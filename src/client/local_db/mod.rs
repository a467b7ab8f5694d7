//! # Local Database Module
//!
//! Durable storage for everything the sync core must survive a restart with:
//! the sync queue, the record store, sync history and the login tokens.
//!
//! ## Architecture
//!
//! State is kept as JSON documents in a single SQLite key/value table. The
//! documents are small (one per concern) and always written whole, so there
//! is no partial-row state to reconcile after a crash.
//!
//! ## Key Components
//!
//! - `LocalDatabase`: SQLite connection, schema and migrations
//! - `store.rs`: the `KeyValueStore` trait, `MemoryStore`, JSON helpers
//! - `schema.rs`: schema version bookkeeping
//!
//! ## Usage
//!
//! ```rust,no_run
//! use fieldsync::client::local_db::{KeyValueStore, LocalDatabase};
//!
//! # async fn example() -> Result<(), fieldsync::shared::SharedError> {
//! let db = LocalDatabase::open("/var/lib/fieldsync/local.db").await?;
//! db.set("sync_queue", "[]").await?;
//! # Ok(())
//! # }
//! ```

pub mod schema;
pub mod store;

pub use store::{load_json, load_json_list, save_json, KeyValueStore, MemoryStore};

use crate::shared::error::SharedError;
use async_trait::async_trait;
use sqlx::sqlite::{SqliteConnectOptions, SqlitePoolOptions};
use sqlx::SqlitePool;
use std::path::Path;

/// Result type for local database operations
pub type Result<T> = std::result::Result<T, SharedError>;

/// Local database connection manager
#[derive(Debug, Clone)]
pub struct LocalDatabase {
    pool: SqlitePool,
}

impl LocalDatabase {
    /// Open or create the database file at `path`
    ///
    /// Uses WAL mode so readers never block the writer.
    pub async fn open(path: impl AsRef<Path>) -> Result<Self> {
        let path = path.as_ref();
        if let Some(parent) = path.parent() {
            std::fs::create_dir_all(parent)?;
        }

        let options = SqliteConnectOptions::new()
            .filename(path)
            .create_if_missing(true);
        let pool = SqlitePoolOptions::new().connect_with(options).await?;

        sqlx::query("PRAGMA journal_mode=WAL").execute(&pool).await?;
        sqlx::query("PRAGMA synchronous=NORMAL").execute(&pool).await?;
        sqlx::query("PRAGMA temp_store=MEMORY").execute(&pool).await?;

        let db = Self { pool };
        db.init_schema().await?;
        tracing::debug!("[STORE] opened {}", path.display());
        Ok(db)
    }

    /// Private in-memory database; one connection so every query sees the
    /// same data
    pub async fn open_in_memory() -> Result<Self> {
        let pool = SqlitePoolOptions::new()
            .max_connections(1)
            .connect("sqlite::memory:")
            .await?;
        let db = Self { pool };
        db.init_schema().await?;
        Ok(db)
    }

    /// Initialize database schema
    async fn init_schema(&self) -> Result<()> {
        sqlx::query(schema::BASE_SCHEMA).execute(&self.pool).await?;
        self.run_migrations().await
    }

    /// Apply any migrations newer than the recorded version
    async fn run_migrations(&self) -> Result<()> {
        sqlx::query(
            "CREATE TABLE IF NOT EXISTS schema_migrations (
                version INTEGER PRIMARY KEY,
                applied_at TEXT NOT NULL
            )",
        )
        .execute(&self.pool)
        .await?;

        let (current_version,): (i32,) =
            sqlx::query_as("SELECT COALESCE(MAX(version), 0) FROM schema_migrations")
                .fetch_one(&self.pool)
                .await?;

        for version in schema::pending_migrations(current_version) {
            sqlx::query("INSERT INTO schema_migrations (version, applied_at) VALUES (?, ?)")
                .bind(version)
                .bind(chrono::Utc::now().to_rfc3339())
                .execute(&self.pool)
                .await?;
            tracing::info!("[STORE] applied schema migration {}", version);
        }

        Ok(())
    }

    pub fn pool(&self) -> &SqlitePool {
        &self.pool
    }

    /// Stored keys, for diagnostics
    pub async fn keys(&self) -> Result<Vec<String>> {
        let rows: Vec<(String,)> = sqlx::query_as("SELECT key FROM kv_store ORDER BY key")
            .fetch_all(&self.pool)
            .await?;
        Ok(rows.into_iter().map(|(key,)| key).collect())
    }
}

#[async_trait]
impl KeyValueStore for LocalDatabase {
    async fn get(&self, key: &str) -> Result<Option<String>> {
        let row: Option<(String,)> = sqlx::query_as("SELECT value FROM kv_store WHERE key = ?")
            .bind(key)
            .fetch_optional(&self.pool)
            .await?;
        Ok(row.map(|(value,)| value))
    }

    async fn set(&self, key: &str, value: &str) -> Result<()> {
        sqlx::query(
            "INSERT INTO kv_store (key, value, updated_at) VALUES (?, ?, ?)
             ON CONFLICT(key) DO UPDATE SET value = excluded.value, updated_at = excluded.updated_at",
        )
        .bind(key)
        .bind(value)
        .bind(chrono::Utc::now().to_rfc3339())
        .execute(&self.pool)
        .await?;
        Ok(())
    }

    async fn remove(&self, key: &str) -> Result<()> {
        sqlx::query("DELETE FROM kv_store WHERE key = ?")
            .bind(key)
            .execute(&self.pool)
            .await?;
        Ok(())
    }
}
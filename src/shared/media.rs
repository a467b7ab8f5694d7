//! Media attachments
//!
//! A photo, video or signature attached to a record is either already on the
//! server (it has a server id and URL) or only on this device (it has a local
//! file path). The payload builder keys off that split: remote entries are
//! echoed back as plain form fields, local entries become multipart parts.

use serde::{Deserialize, Deserializer, Serialize};
use serde_json::Value;
use std::path::PathBuf;

const FILE_SCHEME: &str = "file://";

/// A media entry on a record
#[derive(Debug, Clone, Serialize, Deserialize, PartialEq)]
#[serde(untagged)]
pub enum Media {
    /// Already uploaded; carries a server id
    Remote(RemoteMedia),
    /// Captured on this device and not uploaded yet
    Local(LocalMedia),
}

/// Media the server already stores
#[derive(Debug, Clone, Serialize, Deserialize, PartialEq)]
#[serde(rename_all = "camelCase")]
pub struct RemoteMedia {
    /// Server id as text; the backend sends it as a number or a string
    #[serde(deserialize_with = "remote_id")]
    pub id: String,
    #[serde(default, skip_serializing_if = "Option::is_none")]
    pub name: Option<String>,
    #[serde(default, skip_serializing_if = "Option::is_none")]
    pub path: Option<String>,
    #[serde(default, skip_serializing_if = "Option::is_none")]
    pub url: Option<String>,
    #[serde(default, skip_serializing_if = "Option::is_none")]
    pub screenshot_path: Option<String>,
    #[serde(rename = "type", default, skip_serializing_if = "Option::is_none")]
    pub media_type: Option<String>,
}

/// Media that only exists on the device
#[derive(Debug, Clone, Serialize, Deserialize, PartialEq)]
#[serde(rename_all = "camelCase")]
pub struct LocalMedia {
    /// Device path or `file://` URI
    pub temp_file_path: String,
    #[serde(default, skip_serializing_if = "Option::is_none")]
    pub file_type: Option<MediaKind>,
    #[serde(default, skip_serializing_if = "Option::is_none")]
    pub size: Option<u64>,
    #[serde(default, skip_serializing_if = "Option::is_none")]
    pub thumb_temp_file_path: Option<String>,
}

#[derive(Debug, Clone, Copy, Serialize, Deserialize, PartialEq, Eq)]
#[serde(rename_all = "lowercase")]
pub enum MediaKind {
    Image,
    Video,
}

impl Media {
    /// Local media from a device path or `file://` URI
    pub fn local(path: impl Into<String>) -> Self {
        Media::Local(LocalMedia {
            temp_file_path: path.into(),
            file_type: None,
            size: None,
            thumb_temp_file_path: None,
        })
    }

    /// Remote media with only an id and URL
    pub fn remote(id: impl ToString, url: impl Into<String>) -> Self {
        Media::Remote(RemoteMedia {
            id: id.to_string(),
            name: None,
            path: None,
            url: Some(url.into()),
            screenshot_path: None,
            media_type: None,
        })
    }

    pub fn is_local(&self) -> bool {
        matches!(self, Media::Local(_))
    }
}

impl LocalMedia {
    /// Filesystem path with any `file://` scheme stripped
    pub fn fs_path(&self) -> PathBuf {
        PathBuf::from(
            self.temp_file_path
                .strip_prefix(FILE_SCHEME)
                .unwrap_or(&self.temp_file_path),
        )
    }
}

impl RemoteMedia {
    /// Indexed sub-fields in wire order, skipping absent values
    pub fn fields(&self) -> Vec<(&'static str, String)> {
        let mut fields = vec![("id", self.id.clone())];
        let optional = [
            ("name", &self.name),
            ("path", &self.path),
            ("url", &self.url),
            ("screenshotPath", &self.screenshot_path),
            ("type", &self.media_type),
        ];
        for (key, value) in optional {
            if let Some(value) = value.as_deref().filter(|v| !v.is_empty()) {
                fields.push((key, value.to_string()));
            }
        }
        fields
    }
}

/// Accept a number or a string id; zero and empty ids mean "not uploaded"
fn remote_id<'de, D: Deserializer<'de>>(deserializer: D) -> Result<String, D::Error> {
    use serde::de::Error;

    let id = match Value::deserialize(deserializer)? {
        Value::Number(n) if n.as_f64() != Some(0.0) => n.to_string(),
        Value::String(s) if !s.is_empty() => s,
        other => return Err(D::Error::custom(format!("not a media id: {}", other))),
    };
    Ok(id)
}
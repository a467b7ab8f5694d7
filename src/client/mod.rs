//! Client Module
//!
//! The device side of field data collection: configuration, the HTTP
//! transport, session handling, local persistence and the offline sync core.

pub mod api;
pub mod auth;
pub mod config;
pub mod local_db;
pub mod offline;
pub mod sync;
pub mod transport;

pub use api::{ApiClient, ApiError};
pub use auth::{AuthError, AuthGate, AuthTokens, LogoutReason, SessionEvent, TokenStore};
pub use config::Config;
pub use local_db::{KeyValueStore, LocalDatabase, MemoryStore};
pub use offline::{SyncCoordinator, SyncError, SyncReport, UploadDispatcher};
pub use sync::AutoSync;
pub use transport::{ApiResponse, Method, ReqwestTransport, Transport, TransportError};
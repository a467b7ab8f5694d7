//! # Result Reconciliation
//!
//! Maps one upload outcome onto the queue item's status, plus the cover
//! reference for a conflict the server lets the user override.
//!
//! ## Rules
//!
//! - **2xx**: success
//! - **409**: the body carries an application `code` and `message`; see
//!   [`ConflictCode`]
//! - **403 / 404 / 413 / 500**: error with the response body verbatim
//! - **anything else, or no response**: error with a generic message
//!
//! 401 never reaches this module; the auth gate either replays the request
//! or aborts the run.
//!
//! ## Usage
//!
//! ```rust
//! use fieldsync::client::offline::reconciliation::ResultReconciler;
//! use fieldsync::client::transport::ApiResponse;
//! use serde_json::json;
//! use uuid::Uuid;
//!
//! let response = ApiResponse::new(409, json!({"code": 610, "message": "duplicate code", "data": {"id": 501}}));
//! let resolution = ResultReconciler::resolve(Uuid::new_v4(), &response);
//! assert_eq!(resolution.status.message(), Some("duplicate code"));
//! assert_eq!(resolution.cover_id.as_deref(), Some("501"));
//! ```

use crate::client::offline::queue::SyncStatus;
use crate::client::transport::{ApiResponse, TransportError};
use serde_json::Value;
use uuid::Uuid;

/// Message for a conflict body with no usable code or message
pub const UNIQUE_CONFLICT_MESSAGE: &str = "unique key conflict, contact administrator";

/// Message when no response was received
pub const NETWORK_ERROR_MESSAGE: &str = "upload failed, check the network connection";

/// Message for unexpected statuses
pub const SERVER_ERROR_MESSAGE: &str = "server error, please try again later";

/// Application codes carried in 409 bodies
#[derive(Debug, Clone, Copy, PartialEq, Eq)]
pub enum ConflictCode {
    /// Code number already used, no override
    DuplicateCode,
    /// Code number already used; resubmit with `coverId` to overwrite
    DuplicateOverridable,
    NoPermission,
    TaskNotFound,
    TaskCompleted,
    WatermarkFailed,
}

impl ConflictCode {
    pub fn from_code(code: i64) -> Option<Self> {
        match code {
            609 => Some(ConflictCode::DuplicateCode),
            610 => Some(ConflictCode::DuplicateOverridable),
            611 => Some(ConflictCode::NoPermission),
            612 => Some(ConflictCode::TaskNotFound),
            613 => Some(ConflictCode::TaskCompleted),
            614 => Some(ConflictCode::WatermarkFailed),
            _ => None,
        }
    }

    pub fn is_overridable(self) -> bool {
        matches!(self, ConflictCode::DuplicateOverridable)
    }
}

/// What to do with an item after one upload attempt
#[derive(Debug, Clone, PartialEq, Eq)]
pub struct Resolution {
    pub status: SyncStatus,
    /// Set only for an overridable conflict
    pub cover_id: Option<String>,
}

impl Resolution {
    fn status(status: SyncStatus) -> Self {
        Self {
            status,
            cover_id: None,
        }
    }
}

pub struct ResultReconciler;

impl ResultReconciler {
    /// Resolve a received response
    pub fn resolve(item_id: Uuid, response: &ApiResponse) -> Resolution {
        if response.is_success() {
            return Resolution::status(SyncStatus::Success);
        }

        match response.status {
            409 => Self::resolve_conflict(item_id, response),
            403 | 404 | 413 | 500 => {
                let text = response.body_text();
                let message = if text.trim().is_empty() {
                    format!("request failed with status {}", response.status)
                } else {
                    text
                };
                Resolution::status(SyncStatus::error(message))
            }
            _ => Resolution::status(SyncStatus::error(SERVER_ERROR_MESSAGE)),
        }
    }

    /// Resolve a request that never produced a response
    pub fn resolve_failure(error: &TransportError) -> Resolution {
        let message = match error {
            TransportError::File { .. } => error.to_string(),
            TransportError::Network(_) | TransportError::InvalidRequest(_) => {
                NETWORK_ERROR_MESSAGE.to_string()
            }
        };
        Resolution::status(SyncStatus::error(message))
    }

    fn resolve_conflict(item_id: Uuid, response: &ApiResponse) -> Resolution {
        let code = response.field("code").and_then(Value::as_i64);
        let message = response
            .field("message")
            .and_then(Value::as_str)
            .filter(|m| !m.trim().is_empty())
            .map(str::to_string);

        match (code.and_then(ConflictCode::from_code), message) {
            (Some(conflict), Some(message)) if conflict.is_overridable() => Resolution {
                status: SyncStatus::error(message),
                cover_id: Some(Self::conflicting_id(response).unwrap_or_else(|| item_id.to_string())),
            },
            (_, Some(message)) => Resolution::status(SyncStatus::error(message)),
            (_, None) => Resolution::status(SyncStatus::error(UNIQUE_CONFLICT_MESSAGE)),
        }
    }

    /// Id of the conflicting remote record, from `data.id` or `id`
    fn conflicting_id(response: &ApiResponse) -> Option<String> {
        let nested = response.field("data").and_then(|data| data.get("id"));
        nested
            .or_else(|| response.field("id"))
            .and_then(|id| match id {
                Value::Number(n) => Some(n.to_string()),
                Value::String(s) if !s.is_empty() => Some(s.clone()),
                _ => None,
            })
    }
}
//! # Upload Dispatcher
//!
//! Drains pending queue items against the API, one at a time and in queue
//! order.
//!
//! ## Features
//!
//! - **Path Selection**: multipart when the payload stages files, a
//!   url-encoded body otherwise; never both
//! - **Sequential Runs**: each item is fully resolved before the next starts,
//!   and one failed item does not stop the run
//! - **Session Abort**: an unrecoverable 401 stops the run and leaves the
//!   current and remaining items `pending`
//! - **Storage Faults**: an outcome that cannot be persisted stays applied in
//!   memory and is counted as unsaved; the run carries on
//!
//! ## Usage
//!
//! ```rust,no_run
//! use fieldsync::client::offline::{SyncCoordinator, UploadDispatcher};
//! # async fn example(coordinator: SyncCoordinator, dispatcher: UploadDispatcher) {
//! let report = dispatcher.run(&coordinator, None).await.unwrap();
//! println!("{} uploaded, {} failed", report.succeeded, report.failed);
//! # }
//! ```

use crate::client::api::{ApiClient, ApiError};
use crate::client::offline::payload::PayloadBuilder;
use crate::client::offline::queue::SyncItem;
use crate::client::offline::reconciliation::{Resolution, ResultReconciler};
use crate::client::offline::{SyncCoordinator, SyncError};
use crate::shared::record::RecordKind;
use std::sync::Arc;
use uuid::Uuid;

/// Result of driving one item
#[derive(Debug, Clone, PartialEq, Eq)]
pub enum DispatchOutcome {
    Resolved(Resolution),
    /// The session could not be recovered; stop the run
    SessionExpired,
}

/// Summary of one sync run
#[derive(Debug, Clone, Default, PartialEq, Eq)]
pub struct SyncReport {
    pub attempted: usize,
    pub succeeded: usize,
    pub failed: usize,
    /// Outcomes dropped because the item was edited or removed mid-upload
    pub stale: usize,
    /// Outcomes applied in memory whose write to storage failed
    pub unsaved: usize,
    pub aborted: bool,
    /// Record families attempted, in first-seen order
    pub kinds: Vec<RecordKind>,
}

impl SyncReport {
    /// Every attempted item succeeded and the run finished
    pub fn is_clean(&self) -> bool {
        !self.aborted && self.failed == 0 && self.unsaved == 0
    }

    /// The only record family in the run, if there was exactly one
    pub fn single_kind(&self) -> Option<RecordKind> {
        match self.kinds.as_slice() {
            [kind] => Some(*kind),
            _ => None,
        }
    }

    fn note_kind(&mut self, kind: RecordKind) {
        if !self.kinds.contains(&kind) {
            self.kinds.push(kind);
        }
    }
}

pub struct UploadDispatcher {
    api: Arc<ApiClient>,
}

impl UploadDispatcher {
    pub fn new(api: Arc<ApiClient>) -> Self {
        Self { api }
    }

    /// Send one item and interpret the outcome
    pub async fn dispatch(&self, item: &SyncItem) -> DispatchOutcome {
        let payload = PayloadBuilder::build(&item.data);
        let pairs = payload.form_pairs();

        let result = if payload.has_files() {
            tracing::debug!(
                "[SYNC] item {} -> multipart {} ({} file(s))",
                item.id,
                item.url,
                payload.files.len()
            );
            self.api.upload(&item.url, payload.files, pairs).await
        } else {
            tracing::debug!("[SYNC] item {} -> form {:?} {}", item.id, item.method, item.url);
            self.api.submit_form(&item.url, item.method, pairs).await
        };

        match result {
            Ok(response) => {
                if !response.is_success() {
                    tracing::warn!(
                        "[SYNC] item {} rejected with {}: {}",
                        item.id,
                        response.status,
                        response.body_text()
                    );
                }
                DispatchOutcome::Resolved(ResultReconciler::resolve(item.id, &response))
            }
            Err(ApiError::Transport(e)) => {
                tracing::warn!("[SYNC] item {} failed: {}", item.id, e);
                DispatchOutcome::Resolved(ResultReconciler::resolve_failure(&e))
            }
            Err(ApiError::Auth(e)) => {
                tracing::warn!("[SYNC] item {} stopped by auth failure: {}", item.id, e);
                DispatchOutcome::SessionExpired
            }
        }
    }

    /// Upload pending items, optionally only those in `selection`
    ///
    /// Fails fast with [`SyncError::AlreadyRunning`] if another run holds
    /// the coordinator.
    pub async fn run(
        &self,
        coordinator: &SyncCoordinator,
        selection: Option<&[Uuid]>,
    ) -> Result<SyncReport, SyncError> {
        let _run = coordinator.begin_run()?;
        let ids = coordinator.pending_ids(selection).await;
        tracing::info!("[SYNC] starting upload run, {} pending item(s)", ids.len());

        let mut report = SyncReport::default();
        for (index, id) in ids.iter().enumerate() {
            // Removed or already handled since the run started
            let Some(item) = coordinator.pending_item(*id).await else {
                continue;
            };
            report.attempted += 1;
            report.note_kind(item.kind);
            tracing::info!("[SYNC] uploading item {}/{} ({})", index + 1, ids.len(), item.kind);

            match self.dispatch(&item).await {
                DispatchOutcome::SessionExpired => {
                    report.aborted = true;
                    tracing::warn!(
                        "[SYNC] session expired, run stopped with {} item(s) left pending",
                        ids.len() - index
                    );
                    break;
                }
                DispatchOutcome::Resolved(resolution) => {
                    let succeeded = resolution.status.is_success();
                    match coordinator.apply(item.id, item.revision, resolution).await {
                        Ok(false) => {
                            report.stale += 1;
                            continue;
                        }
                        Ok(true) => {}
                        Err(e) => {
                            // Held in memory; the next successful write persists it
                            tracing::error!(
                                "[SYNC] failed to save outcome of item {}: {}",
                                item.id,
                                e
                            );
                            report.unsaved += 1;
                        }
                    }
                    if succeeded {
                        report.succeeded += 1;
                    } else {
                        report.failed += 1;
                    }
                }
            }
        }

        if let Err(e) = coordinator.record_run(&report).await {
            tracing::error!("[SYNC] failed to save run history: {}", e);
        }
        tracing::info!(
            "[SYNC] run finished: {} uploaded, {} failed, {} stale, {} unsaved{}",
            report.succeeded,
            report.failed,
            report.stale,
            report.unsaved,
            if report.aborted { ", aborted" } else { "" }
        );
        Ok(report)
    }
}
//! Errors from queueing and persisting field records
//!
//! `SharedError` is what the sync coordinator and the key/value stores return.
//! Upload failures are not in here: those become item status.
//!
//! - `SerializationError` - queue, record or history state failed to encode
//!   to JSON before a write
//! - `ValidationError` - a queue call was given input it cannot store; today
//!   the only source is an empty upload URL
//! - `StorageError` - the SQLite store or its directory could not be read or
//!   written
//!
//! A document that fails to *decode* on restore is not an error. It is logged
//! and dropped, see `client::local_db::load_json`.
//!
//! ```rust
//! use fieldsync::shared::error::SharedError;
//!
//! let error = SharedError::validation("url", "upload URL must not be empty");
//! assert_eq!(error.to_string(), "invalid url: upload URL must not be empty");
//! ```
use thiserror::Error;

#[derive(Debug, Error, Clone)]
pub enum SharedError {
    #[error("could not encode sync state: {message}")]
    SerializationError { message: String },

    #[error("invalid {field}: {message}")]
    ValidationError { field: String, message: String },

    #[error("local store failed: {message}")]
    StorageError { message: String },
}

impl SharedError {
    pub fn serialization(message: impl Into<String>) -> Self {
        Self::SerializationError {
            message: message.into(),
        }
    }

    /// Reject an argument to a queue call; `field` names the argument
    pub fn validation(field: impl Into<String>, message: impl Into<String>) -> Self {
        Self::ValidationError {
            field: field.into(),
            message: message.into(),
        }
    }

    pub fn storage(message: impl Into<String>) -> Self {
        Self::StorageError {
            message: message.into(),
        }
    }

    /// The store itself failed, as opposed to the data in it
    pub fn is_storage(&self) -> bool {
        matches!(self, Self::StorageError { .. })
    }
}

impl From<serde_json::Error> for SharedError {
    fn from(err: serde_json::Error) -> Self {
        Self::serialization(err.to_string())
    }
}

impl From<sqlx::Error> for SharedError {
    fn from(err: sqlx::Error) -> Self {
        Self::storage(format!("sqlite: {}", err))
    }
}

// Creating the database directory
impl From<std::io::Error> for SharedError {
    fn from(err: std::io::Error) -> Self {
        Self::storage(format!("data directory: {}", err))
    }
}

· · ·

*Work to complete:*
Taking the listing above line by line, say how many lines include the string "attempted", and give only that number.

*Response:*
4